##### Provided data #####

//! Health check endpoints

use axum::Json;
use serde::Serialize;
use utoipa::ToSchema;

#[derive(Serialize, ToSchema)]
pub struct HealthResponse {
    /// Current status of the service
    pub status: String,
    /// Version of the service
    pub version: String,
}

/// Health check endpoint
#[utoipa::path(
    get,
    path = "/health",
    tag = "health",
    responses(
        (status = 200, description = "Service is healthy", body = HealthResponse)
    )
)]
pub async fn health_check() -> Json<HealthResponse> {
    Json(HealthResponse {
        status: "healthy".to_string(),
        version: env!("CARGO_PKG_VERSION").to_string(),
    })
}

/// Readiness check endpoint
#[utoipa::path(
    get,
    path = "/ready",
    tag = "health",
    responses(
        (status = 200, description = "Service is ready", body = HealthResponse)
    )
)]
pub async fn readiness_check() -> Json<HealthResponse> {
    Json(HealthResponse {
        status: "ready".to_string(),
        version: env!("CARGO_PKG_VERSION").to_string(),
    })
}
//! Users repository for database operations

use sqlx::{Pool, Postgres};

use crate::{
    error::{AppError, AppResult},
    models::user::{CreateUser, User},
};

#[derive(Clone)]
pub struct UsersRepository {
    pool: Pool<Postgres>,
}

impl UsersRepository {
    pub fn new(pool: Pool<Postgres>) -> Self {
        Self { pool }
    }

    /// Get user by ID
    pub async fn get_by_id(&self, id: i32) -> AppResult<User> {
        sqlx::query_as::<_, User>("SELECT * FROM users WHERE id = $1")
            .bind(id)
            .fetch_optional(&self.pool)
            .await?
            .ok_or_else(|| AppError::NotFound(format!("User with id {} not found", id)))
    }

    /// Get user by login
    pub async fn get_by_login(&self, login: &str) -> AppResult<User> {
        sqlx::query_as::<_, User>("SELECT * FROM users WHERE login = $1")
            .bind(login)
            .fetch_optional(&self.pool)
            .await?
            .ok_or_else(|| AppError::NotFound(format!("User {} not found", login)))
    }

    /// Create a new user. `password_hash` is the already-hashed password.
    pub async fn create(&self, user: &CreateUser, password_hash: &str) -> AppResult<User> {
        let duplicate: bool =
            sqlx::query_scalar("SELECT EXISTS(SELECT 1 FROM users WHERE login = $1)")
                .bind(&user.login)
                .fetch_one(&self.pool)
                .await?;

        if duplicate {
            return Err(AppError::Conflict("Login already taken".to_string()));
        }

        let created = sqlx::query_as::<_, User>(
            r#"
            INSERT INTO users (login, password, firstname, lastname,
                               manage_authors, manage_books, mark_returned)
            VALUES ($1, $2, $3, $4, $5, $6, $7)
            RETURNING *
            "#,
        )
        .bind(&user.login)
        .bind(password_hash)
        .bind(&user.firstname)
        .bind(&user.lastname)
        .bind(user.permissions.manage_authors)
        .bind(user.permissions.manage_books)
        .bind(user.permissions.mark_returned)
        .fetch_one(&self.pool)
        .await?;

        Ok(created)
    }

    /// Delete a user. Their borrowed copies survive with the borrower
    /// reference cleared, inside the same transaction as the delete.
    pub async fn delete(&self, id: i32) -> AppResult<()> {
        self.get_by_id(id).await?;

        let mut tx = self.pool.begin().await?;

        sqlx::query("UPDATE book_copies SET borrower_id = NULL WHERE borrower_id = $1")
            .bind(id)
            .execute(&mut *tx)
            .await?;

        sqlx::query("DELETE FROM users WHERE id = $1")
            .bind(id)
            .execute(&mut *tx)
            .await?;

        tx.commit().await?;

        Ok(())
    }
}
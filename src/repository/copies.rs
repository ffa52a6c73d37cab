//! Book copies repository for database operations

use chrono::{NaiveDate, Utc};
use sqlx::{Pool, Postgres, Row};
use uuid::Uuid;

use crate::{
    error::{AppError, AppResult},
    models::copy::{is_overdue_on, BookCopy, CopyStatus, CreateCopy, LoanedCopy},
};

use super::page_offset;

#[derive(Clone)]
pub struct CopiesRepository {
    pool: Pool<Postgres>,
}

impl CopiesRepository {
    pub fn new(pool: Pool<Postgres>) -> Self {
        Self { pool }
    }

    /// Get copy by UUID
    pub async fn get_by_id(&self, id: Uuid) -> AppResult<BookCopy> {
        sqlx::query_as::<_, BookCopy>("SELECT * FROM book_copies WHERE id = $1")
            .bind(id)
            .fetch_optional(&self.pool)
            .await?
            .ok_or_else(|| AppError::NotFound(format!("Book copy {} not found", id)))
    }

    /// List copies of one book, ordered by due date
    pub async fn list_for_book(&self, book_id: i32) -> AppResult<Vec<BookCopy>> {
        let copies = sqlx::query_as::<_, BookCopy>(
            "SELECT * FROM book_copies WHERE book_id = $1 ORDER BY due_back",
        )
        .bind(book_id)
        .fetch_all(&self.pool)
        .await?;
        Ok(copies)
    }

    /// Create a copy of a book. The id is generated here so copy
    /// identifiers stay non-sequential across the whole catalog.
    pub async fn create(&self, book_id: i32, copy: &CreateCopy) -> AppResult<BookCopy> {
        let created = sqlx::query_as::<_, BookCopy>(
            r#"
            INSERT INTO book_copies (id, book_id, imprint, status)
            VALUES ($1, $2, $3, $4)
            RETURNING *
            "#,
        )
        .bind(Uuid::new_v4())
        .bind(book_id)
        .bind(&copy.imprint)
        .bind(copy.status)
        .fetch_one(&self.pool)
        .await?;

        Ok(created)
    }

    /// Copies on loan to one borrower, ascending due date
    pub async fn borrowed_by_user(
        &self,
        borrower_id: i32,
        page: i64,
        per_page: i64,
    ) -> AppResult<(Vec<LoanedCopy>, i64)> {
        let total: i64 = sqlx::query_scalar(
            "SELECT COUNT(*) FROM book_copies WHERE borrower_id = $1 AND status = 'o'",
        )
        .bind(borrower_id)
        .fetch_one(&self.pool)
        .await?;

        let rows = sqlx::query(
            r#"
            SELECT c.id, c.book_id, c.imprint, c.due_back, c.borrower_id, c.status,
                   b.title AS book_title
            FROM book_copies c
            LEFT JOIN books b ON b.id = c.book_id
            WHERE c.borrower_id = $1 AND c.status = 'o'
            ORDER BY c.due_back
            LIMIT $2 OFFSET $3
            "#,
        )
        .bind(borrower_id)
        .bind(per_page)
        .bind(page_offset(page, per_page))
        .fetch_all(&self.pool)
        .await?;

        Ok((Self::loaned_rows(rows)?, total))
    }

    /// All copies on loan, across borrowers, ascending due date
    pub async fn all_borrowed(&self, page: i64, per_page: i64) -> AppResult<(Vec<LoanedCopy>, i64)> {
        let total: i64 =
            sqlx::query_scalar("SELECT COUNT(*) FROM book_copies WHERE status = 'o'")
                .fetch_one(&self.pool)
                .await?;

        let rows = sqlx::query(
            r#"
            SELECT c.id, c.book_id, c.imprint, c.due_back, c.borrower_id, c.status,
                   b.title AS book_title
            FROM book_copies c
            LEFT JOIN books b ON b.id = c.book_id
            WHERE c.status = 'o'
            ORDER BY c.due_back
            LIMIT $1 OFFSET $2
            "#,
        )
        .bind(per_page)
        .bind(page_offset(page, per_page))
        .fetch_all(&self.pool)
        .await?;

        Ok((Self::loaned_rows(rows)?, total))
    }

    fn loaned_rows(rows: Vec<sqlx::postgres::PgRow>) -> AppResult<Vec<LoanedCopy>> {
        let today = Utc::now().date_naive();
        let mut result = Vec::with_capacity(rows.len());
        for row in rows {
            let due_back: Option<NaiveDate> = row.get("due_back");
            result.push(LoanedCopy {
                id: row.get("id"),
                book_id: row.get("book_id"),
                book_title: row.get("book_title"),
                imprint: row.get("imprint"),
                due_back,
                borrower_id: row.get("borrower_id"),
                status: row.get("status"),
                is_overdue: is_overdue_on(due_back, today),
            });
        }
        Ok(result)
    }

    /// Put a copy on loan to a borrower until the given due date
    pub async fn loan(
        &self,
        id: Uuid,
        borrower_id: i32,
        due_back: NaiveDate,
    ) -> AppResult<BookCopy> {
        let copy = self.get_by_id(id).await?;

        if copy.status == CopyStatus::OnLoan {
            return Err(AppError::Conflict("Copy is already on loan".to_string()));
        }

        let updated = sqlx::query_as::<_, BookCopy>(
            r#"
            UPDATE book_copies
            SET status = 'o', borrower_id = $1, due_back = $2
            WHERE id = $3
            RETURNING *
            "#,
        )
        .bind(borrower_id)
        .bind(due_back)
        .bind(id)
        .fetch_one(&self.pool)
        .await?;

        Ok(updated)
    }

    /// Move a copy's due date; the loan itself is untouched
    pub async fn renew(&self, id: Uuid, due_back: NaiveDate) -> AppResult<BookCopy> {
        let copy = self.get_by_id(id).await?;

        if copy.status != CopyStatus::OnLoan {
            return Err(AppError::Conflict("Copy is not on loan".to_string()));
        }

        let updated = sqlx::query_as::<_, BookCopy>(
            "UPDATE book_copies SET due_back = $1 WHERE id = $2 RETURNING *",
        )
        .bind(due_back)
        .bind(id)
        .fetch_one(&self.pool)
        .await?;

        Ok(updated)
    }

    /// Mark a copy returned: available again, borrower and due date cleared
    pub async fn mark_returned(&self, id: Uuid) -> AppResult<BookCopy> {
        let copy = self.get_by_id(id).await?;

        if copy.status != CopyStatus::OnLoan {
            return Err(AppError::Conflict("Copy is not on loan".to_string()));
        }

        let updated = sqlx::query_as::<_, BookCopy>(
            r#"
            UPDATE book_copies
            SET status = 'a', borrower_id = NULL, due_back = NULL
            WHERE id = $1
            RETURNING *
            "#,
        )
        .bind(id)
        .fetch_one(&self.pool)
        .await?;

        Ok(updated)
    }

    /// Count all copies
    pub async fn count(&self) -> AppResult<i64> {
        let count: i64 = sqlx::query_scalar("SELECT COUNT(*) FROM book_copies")
            .fetch_one(&self.pool)
            .await?;
        Ok(count)
    }

    /// Count copies currently available
    pub async fn count_available(&self) -> AppResult<i64> {
        let count: i64 =
            sqlx::query_scalar("SELECT COUNT(*) FROM book_copies WHERE status = 'a'")
                .fetch_one(&self.pool)
                .await?;
        Ok(count)
    }
}
//! Language model and related types

use serde::{Deserialize, Serialize};
use sqlx::FromRow;
use utoipa::ToSchema;
use validator::Validate;

/// Language a book is written in
#[derive(Debug, Clone, Serialize, Deserialize, FromRow, ToSchema)]
pub struct Language {
    pub id: i32,
    pub name: String,
}

/// Create language request
#[derive(Debug, Deserialize, Validate, ToSchema)]
pub struct CreateLanguage {
    #[validate(length(min = 1, message = "Language name must not be empty"))]
    pub name: String,
}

#####

▸ **What you are asked to do**:
With the line that contains "is written in" as the first and the final line of the data as the last, repeat every line in that span exactly.

▸ **Exercise result**:
/// Language a book is written in
#[derive(Debug, Clone, Serialize, Deserialize, FromRow, ToSchema)]
pub struct Language {
    pub id: i32,
    pub name: String,
}

/// Create language request
#[derive(Debug, Deserialize, Validate, ToSchema)]
pub struct CreateLanguage {
    #[validate(length(min = 1, message = "Language name must not be empty"))]
    pub name: String,
}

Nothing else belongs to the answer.